When you reach the records, transcribe each one exactly.

(Saved data entries)

_ _ _ _

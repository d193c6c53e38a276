use std::time::Duration;

use axum::{
    async_trait,
    extract::{FromRef, FromRequestParts},
    http::request::Parts,
};
use jsonwebtoken::{decode, encode, DecodingKey, EncodingKey, Header, Validation};
use serde::{Deserialize, Serialize};
use time::{Duration as TimeDuration, OffsetDateTime};
use tracing::{debug, warn};
use uuid::Uuid;

use crate::{config::JwtConfig, error::ApiError, state::AppState};

/// JWT payload: the authenticated user's id plus issue/expiry timestamps.
#[derive(Debug, Clone, Serialize, Deserialize)]
pub struct Claims {
    pub sub: Uuid,  // user ID
    pub iat: usize, // issued at (unix timestamp)
    pub exp: usize, // expires at (unix timestamp)
}

/// Holds the symmetric signing/verification keys and the session TTL.
#[derive(Clone)]
pub struct JwtKeys {
    pub encoding: EncodingKey,
    pub decoding: DecodingKey,
    pub ttl: Duration,
}

impl FromRef<AppState> for JwtKeys {
    fn from_ref(state: &AppState) -> Self {
        let JwtConfig {
            secret,
            ttl_minutes,
        } = state.config.jwt.clone();
        Self {
            encoding: EncodingKey::from_secret(secret.as_bytes()),
            decoding: DecodingKey::from_secret(secret.as_bytes()),
            ttl: Duration::from_secs((ttl_minutes as u64) * 60),
        }
    }
}

impl JwtKeys {
    pub fn sign(&self, user_id: Uuid) -> anyhow::Result<String> {
        let now = OffsetDateTime::now_utc();
        let exp = now + TimeDuration::seconds(self.ttl.as_secs() as i64);
        let claims = Claims {
            sub: user_id,
            iat: now.unix_timestamp() as usize,
            exp: exp.unix_timestamp() as usize,
        };
        let token = encode(&Header::default(), &claims, &self.encoding)?;
        debug!(user_id = %user_id, "jwt signed");
        Ok(token)
    }

    pub fn verify(&self, token: &str) -> anyhow::Result<Claims> {
        let data = decode::<Claims>(token, &self.decoding, &Validation::default())?;
        debug!(user_id = %data.claims.sub, "jwt verified");
        Ok(data.claims)
    }
}

/// Extracts and validates the bearer token, yielding the caller's user id.
/// This is the sole gate in front of every protected route.
pub struct AuthUser(pub Uuid);

#[async_trait]
impl<S> FromRequestParts<S> for AuthUser
where
    S: Send + Sync,
    JwtKeys: FromRef<S>,
{
    type Rejection = ApiError;

    async fn from_request_parts(parts: &mut Parts, state: &S) -> Result<Self, Self::Rejection> {
        let keys = JwtKeys::from_ref(state);
        let auth_header = parts
            .headers
            .get(axum::http::header::AUTHORIZATION)
            .and_then(|v| v.to_str().ok())
            .ok_or(ApiError::Unauthenticated)?;

        let token = auth_header
            .strip_prefix("Bearer ")
            .ok_or(ApiError::Unauthenticated)?;

        match keys.verify(token) {
            Ok(claims) => Ok(AuthUser(claims.sub)),
            Err(_) => {
                warn!("invalid or expired token");
                Err(ApiError::InvalidToken)
            }
        }
    }
}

_ _ _ _

Exercise result:
repository d193c6c53e38a276
use std::time::Duration;

use axum::{
    async_trait,
    extract::{FromRef, FromRequestParts},
    http::request::Parts,
};
use jsonwebtoken::{decode, encode, DecodingKey, EncodingKey, Header, Validation};
use serde::{Deserialize, Serialize};
use time::{Duration as TimeDuration, OffsetDateTime};
use tracing::{debug, warn};
use uuid::Uuid;

use crate::{config::JwtConfig, error::ApiError, state::AppState};

/// JWT payload: the authenticated user's id plus issue/expiry timestamps.
#[derive(Debug, Clone, Serialize, Deserialize)]
pub struct Claims {
    pub sub: Uuid,  // user ID
    pub iat: usize, // issued at (unix timestamp)
    pub exp: usize, // expires at (unix timestamp)
}

/// Holds the symmetric signing/verification keys and the session TTL.
#[derive(Clone)]
pub struct JwtKeys {
    pub encoding: EncodingKey,
    pub decoding: DecodingKey,
    pub ttl: Duration,
}

impl FromRef<AppState> for JwtKeys {
    fn from_ref(state: &AppState) -> Self {
        let JwtConfig {
            secret,
            ttl_minutes,
        } = state.config.jwt.clone();
        Self {
            encoding: EncodingKey::from_secret(secret.as_bytes()),
            decoding: DecodingKey::from_secret(secret.as_bytes()),
            ttl: Duration::from_secs((ttl_minutes as u64) * 60),
        }
    }
}

impl JwtKeys {
    pub fn sign(&self, user_id: Uuid) -> anyhow::Result<String> {
        let now = OffsetDateTime::now_utc();
        let exp = now + TimeDuration::seconds(self.ttl.as_secs() as i64);
        let claims = Claims {
            sub: user_id,
            iat: now.unix_timestamp() as usize,
            exp: exp.unix_timestamp() as usize,
        };
        let token = encode(&Header::default(), &claims, &self.encoding)?;
        debug!(user_id = %user_id, "jwt signed");
        Ok(token)
    }

    pub fn verify(&self, token: &str) -> anyhow::Result<Claims> {
        let data = decode::<Claims>(token, &self.decoding, &Validation::default())?;
        debug!(user_id = %data.claims.sub, "jwt verified");
        Ok(data.claims)
    }
}

/// Extracts and validates the bearer token, yielding the caller's user id.
/// This is the sole gate in front of every protected route.
pub struct AuthUser(pub Uuid);

#[async_trait]
impl<S> FromRequestParts<S> for AuthUser
where
    S: Send + Sync,
    JwtKeys: FromRef<S>,
{
    type Rejection = ApiError;

    async fn from_request_parts(parts: &mut Parts, state: &S) -> Result<Self, Self::Rejection> {
        let keys = JwtKeys::from_ref(state);
        let auth_header = parts
            .headers
            .get(axum::http::header::AUTHORIZATION)
            .and_then(|v| v.to_str().ok())
            .ok_or(ApiError::Unauthenticated)?;

        let token = auth_header
            .strip_prefix("Bearer ")
            .ok_or(ApiError::Unauthenticated)?;

        match keys.verify(token) {
            Ok(claims) => Ok(AuthUser(claims.sub)),
            Err(_) => {
                warn!("invalid or expired token");
                Err(ApiError::InvalidToken)
            }
        }
    }
}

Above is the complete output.